● **What you should do**
Work out the number of lines below containing the word "false" and give nothing besides it.

● **Data records**
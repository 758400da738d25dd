use std::fs;
use std::path::{Path, PathBuf};

use anyhow::Context;

const LOG_FILE: &str = "support-gtk.log";

/// Strips a file path down to the part below `src/`.
fn simplify_file_path(file_path: &str) -> &str {
    match file_path.rfind("src/") {
        Some(pos) => &file_path[pos..],
        None => file_path,
    }
}

fn get_level(level: log::Level) -> &'static str {
    match level {
        log::Level::Error => "ERROR",
        log::Level::Warn => "WARN ",
        log::Level::Info => "INFO ",
        log::Level::Debug => "DEBUG",
        log::Level::Trace => "TRACE",
    }
}

pub fn console_log_formatter(
    out: fern::FormatCallback,
    message: &std::fmt::Arguments,
    record: &log::Record,
) {
    out.finish(format_args!(
        "{}[{}] {} {}",
        chrono::Local::now().format("%H:%M:%S%.3f "),
        get_level(record.level()),
        record.target(),
        message,
    ))
}

pub fn file_log_formatter(
    out: fern::FormatCallback,
    message: &std::fmt::Arguments,
    record: &log::Record,
) {
    out.finish(format_args!(
        "{}[{}] {} {}:{} {}",
        chrono::Local::now().format("%Y-%m-%d %H:%M:%S%.3f "),
        get_level(record.level()),
        record.target(),
        simplify_file_path(record.file().unwrap_or("")),
        record.line().unwrap_or(0),
        message
    ))
}

/// Installs the global logger: console on stderr, plus a file when `log_dir` is given.
///
/// Dependency crates are capped at `Warn` so zbus does not flood the output.
pub fn setup_logger(level: log::LevelFilter, log_dir: Option<&Path>) -> anyhow::Result<Option<PathBuf>> {
    let mut dispatcher = fern::Dispatch::new()
        .level(log::LevelFilter::Warn)
        .level_for("catalog", level)
        .level_for("support_gtk", level)
        .chain(
            fern::Dispatch::new()
                .format(console_log_formatter)
                .chain(std::io::stderr()),
        );

    let mut file_path = None;
    if let Some(dir) = log_dir {
        fs::create_dir_all(dir)
            .with_context(|| format!("Failed to create log directory {}", dir.display()))?;
        let path = dir.join(LOG_FILE);
        let file = fern::log_file(&path)
            .with_context(|| format!("Failed to open log file {}", path.display()))?;
        dispatcher = dispatcher.chain(
            fern::Dispatch::new()
                .format(file_log_formatter)
                .chain(file),
        );
        file_path = Some(path);
    }

    dispatcher
        .apply()
        .context("A global logger is already installed")?;
    Ok(file_path)
}
use std::sync::Arc;
use std::time::Duration;

use thiserror::Error;

use crate::types::{CommandResult, UpdateItem};

use super::decode::{DecodeError, read_updates};
use super::preferences::PreferenceStore;
use super::privilege::{CallGuard, ExecuteError, PrivilegedExecutor, execute_with_deadline};

#[derive(Debug, Error)]
pub enum CheckError {
    #[error("{0}")]
    Connect(#[from] ExecuteError),
    #[error("privileged command exited with {}", describe_code(.code))]
    Execution { code: Option<i32> },
    #[error("failed to decode app updates: {0}")]
    Decode(#[from] DecodeError),
}

fn describe_code(code: &Option<i32>) -> String {
    match *code {
        Some(code) => format!("code {}", code),
        None => "no exit code".to_string(),
    }
}

/// Result of one successful check, ready to be published.
#[derive(Clone, Debug, PartialEq)]
pub struct UpdateSnapshot {
    pub items: Vec<UpdateItem>,
    pub pending: i64,
}

/// Everything a worker needs for one check; cheap to clone into a thread.
#[derive(Clone)]
pub struct CheckJob {
    pub executor: Arc<dyn PrivilegedExecutor>,
    pub config: Arc<dyn PreferenceStore>,
    pub results: Arc<dyn PreferenceStore>,
    pub command: String,
    pub details_key: String,
    pub count_key: String,
    pub timeout: Duration,
}

/// Runs a privileged command and maps anything but exit code 0 to an error.
///
/// `guard` is held by the call thread until the executor returns, even past
/// the deadline.
pub fn run_privileged_action(
    executor: Arc<dyn PrivilegedExecutor>,
    command: &str,
    timeout: Duration,
    guard: Option<CallGuard>,
) -> Result<CommandResult, CheckError> {
    let result = execute_with_deadline(executor, command, timeout, guard)?;
    if !result.success() {
        if let Some(line) = first_line(&result.stderr) {
            log::debug!(target: "catalog", "stderr: {}", line);
        }
        return Err(CheckError::Execution { code: result.code });
    }
    Ok(result)
}

/// Runs the check command, then reads the cache only if it exited cleanly.
pub fn run_update_check(
    job: &CheckJob,
    guard: Option<CallGuard>,
) -> Result<UpdateSnapshot, CheckError> {
    log::info!(target: "catalog", "Checking app updates...");

    match run_privileged_action(job.executor.clone(), &job.command, job.timeout, guard) {
        Ok(_) => log::info!(target: "catalog", "Successfully checked app updates"),
        Err(err) => {
            log::error!(target: "catalog", "Failed to check app updates: {}", err);
            return Err(err);
        }
    }

    let items = match read_updates(job.results.as_ref(), &job.details_key) {
        Ok(items) => items,
        Err(err) => {
            log::error!(target: "catalog", "Failed to decode app updates: {}", err);
            return Err(err.into());
        }
    };
    log::debug!(target: "catalog", "Successfully decoded {} app updates", items.len());

    let pending = job
        .config
        .integer(&job.count_key)
        .unwrap_or(items.len() as i64);

    Ok(UpdateSnapshot { items, pending })
}

fn first_line(text: &str) -> Option<&str> {
    text.lines().map(str::trim).find(|line| !line.is_empty())
}

#[cfg(test)]
pub(crate) mod tests {
    use super::*;
    use crate::catalog::preferences::{MemoryPreferences, PreferenceError};
    use serde_json::json;
    use std::sync::Mutex;
    use std::sync::atomic::{AtomicUsize, Ordering};

    pub(crate) struct FakeExecutor {
        pub(crate) outcome: Mutex<Option<Result<CommandResult, ExecuteError>>>,
        pub(crate) commands: Mutex<Vec<String>>,
    }

    impl FakeExecutor {
        pub(crate) fn exiting(code: i32) -> Self {
            Self::with(Ok(CommandResult::from_code(code)))
        }

        pub(crate) fn unreachable() -> Self {
            Self::with(Err(ExecuteError::Connect("service not registered".to_string())))
        }

        fn with(outcome: Result<CommandResult, ExecuteError>) -> Self {
            Self {
                outcome: Mutex::new(Some(outcome)),
                commands: Mutex::new(Vec::new()),
            }
        }

        pub(crate) fn commands(&self) -> Vec<String> {
            self.commands.lock().unwrap().clone()
        }
    }

    impl PrivilegedExecutor for FakeExecutor {
        fn execute(&self, command: &str) -> Result<CommandResult, ExecuteError> {
            self.commands.lock().unwrap().push(command.to_string());
            self.outcome
                .lock()
                .unwrap()
                .take()
                .unwrap_or_else(|| Ok(CommandResult::from_code(0)))
        }
    }

    /// Counts blob lookups so tests can assert when the cache was read.
    #[derive(Default)]
    pub(crate) struct CountingStore {
        pub(crate) inner: MemoryPreferences,
        pub(crate) data_reads: AtomicUsize,
    }

    impl CountingStore {
        pub(crate) fn reads(&self) -> usize {
            self.data_reads.load(Ordering::SeqCst)
        }
    }

    impl PreferenceStore for CountingStore {
        fn string(&self, key: &str) -> Option<String> {
            self.inner.string(key)
        }

        fn integer(&self, key: &str) -> Option<i64> {
            self.inner.integer(key)
        }

        fn data(&self, key: &str) -> Result<Option<Vec<u8>>, PreferenceError> {
            self.data_reads.fetch_add(1, Ordering::SeqCst);
            self.inner.data(key)
        }
    }

    pub(crate) fn one_item_blob() -> serde_json::Value {
        json!([{
            "id": "com.google.Chrome",
            "name": "Google Chrome",
            "version": "120.0",
            "newVersion": "121.0"
        }])
        .to_string()
        .into()
    }

    fn job(executor: Arc<FakeExecutor>, results: Arc<CountingStore>) -> CheckJob {
        CheckJob {
            executor,
            config: Arc::new(MemoryPreferences::new()),
            results,
            command: "/usr/local/bin/catalog --check-updates".to_string(),
            details_key: "UpdateDetails".to_string(),
            count_key: "Updates".to_string(),
            timeout: Duration::from_secs(5),
        }
    }

    #[test]
    fn exit_zero_reads_cache_exactly_once() {
        let executor = Arc::new(FakeExecutor::exiting(0));
        let results = Arc::new(CountingStore::default());
        results.inner.set("UpdateDetails", one_item_blob());

        let job = job(executor.clone(), results.clone());
        let snapshot = run_update_check(&job, None).unwrap();
        assert_eq!(snapshot.items.len(), 1);
        assert_eq!(snapshot.pending, 1);
        assert_eq!(results.reads(), 1);
        assert_eq!(
            executor.commands(),
            vec!["/usr/local/bin/catalog --check-updates".to_string()]
        );
    }

    #[test]
    fn connection_failure_skips_cache() {
        let executor = Arc::new(FakeExecutor::unreachable());
        let results = Arc::new(CountingStore::default());
        results.inner.set("UpdateDetails", one_item_blob());

        let err = run_update_check(&job(executor, results.clone()), None).unwrap_err();
        assert!(matches!(err, CheckError::Connect(ExecuteError::Connect(_))));
        assert_eq!(results.reads(), 0);
    }

    #[test]
    fn non_zero_exit_skips_cache() {
        let executor = Arc::new(FakeExecutor::exiting(1));
        let results = Arc::new(CountingStore::default());
        results.inner.set("UpdateDetails", one_item_blob());

        let err = run_update_check(&job(executor, results.clone()), None).unwrap_err();
        assert!(matches!(err, CheckError::Execution { code: Some(1) }));
        assert_eq!(results.reads(), 0);
        assert_eq!(err.to_string(), "privileged command exited with code 1");
    }

    #[test]
    fn missing_blob_after_success_is_decode_error() {
        let executor = Arc::new(FakeExecutor::exiting(0));
        let results = Arc::new(CountingStore::default());

        let err = run_update_check(&job(executor, results.clone()), None).unwrap_err();
        assert!(matches!(err, CheckError::Decode(DecodeError::MissingKey(_))));
        assert_eq!(results.reads(), 1);
    }

    #[test]
    fn stored_count_overrides_list_length() {
        let executor = Arc::new(FakeExecutor::exiting(0));
        let results = Arc::new(CountingStore::default());
        results.inner.set("UpdateDetails", one_item_blob());
        let config = MemoryPreferences::new();
        config.set("Updates", json!(4));

        let mut job = job(executor, results);
        job.config = Arc::new(config);
        assert_eq!(run_update_check(&job, None).unwrap().pending, 4);
    }
}
use std::path::PathBuf;

pub const CATALOG_APP_PATH: &str = "/Applications/Catalog.app";
pub const CATALOG_CLI_PATH: &str = "/usr/local/bin/catalog";

/// Where the catalog application and its command-line link are expected.
#[derive(Clone, Debug)]
pub struct Installation {
    pub app_path: PathBuf,
    pub cli_path: PathBuf,
}

impl Default for Installation {
    fn default() -> Self {
        Self {
            app_path: PathBuf::from(CATALOG_APP_PATH),
            cli_path: PathBuf::from(CATALOG_CLI_PATH),
        }
    }
}

impl Installation {
    pub fn new(app_path: impl Into<PathBuf>, cli_path: impl Into<PathBuf>) -> Self {
        Self {
            app_path: app_path.into(),
            cli_path: cli_path.into(),
        }
    }

    /// True when both paths exist and the caller holds a non-empty token.
    pub fn is_installed(&self, authorization: &str) -> bool {
        self.app_path.exists() && self.cli_path.exists() && !authorization.is_empty()
    }
}

#[cfg(test)]
mod tests {
    use super::*;
    use std::fs;

    fn layout(app: bool, cli: bool) -> (tempfile::TempDir, Installation) {
        let dir = tempfile::tempdir().unwrap();
        let app_path = dir.path().join("Catalog.app");
        let cli_path = dir.path().join("catalog");
        if app {
            fs::create_dir(&app_path).unwrap();
        }
        if cli {
            fs::write(&cli_path, "#!/bin/sh\n").unwrap();
        }
        (dir, Installation::new(app_path, cli_path))
    }

    #[test]
    fn missing_app_bundle_is_not_installed() {
        let (_dir, install) = layout(false, true);
        assert!(!install.is_installed("abc123"));
    }

    #[test]
    fn missing_cli_is_not_installed() {
        let (_dir, install) = layout(true, false);
        assert!(!install.is_installed("abc123"));
    }

    #[test]
    fn empty_token_is_not_installed() {
        let (_dir, install) = layout(true, true);
        assert!(!install.is_installed(""));
    }

    #[test]
    fn all_conjuncts_hold() {
        let (_dir, install) = layout(true, true);
        assert!(install.is_installed("abc123"));
    }

    #[cfg(unix)]
    #[test]
    fn dangling_cli_symlink_is_not_present() {
        let (dir, install) = layout(true, false);
        std::os::unix::fs::symlink(dir.path().join("missing-target"), &install.cli_path).unwrap();
        assert!(!install.is_installed("abc123"));
    }
}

● **Solution**
3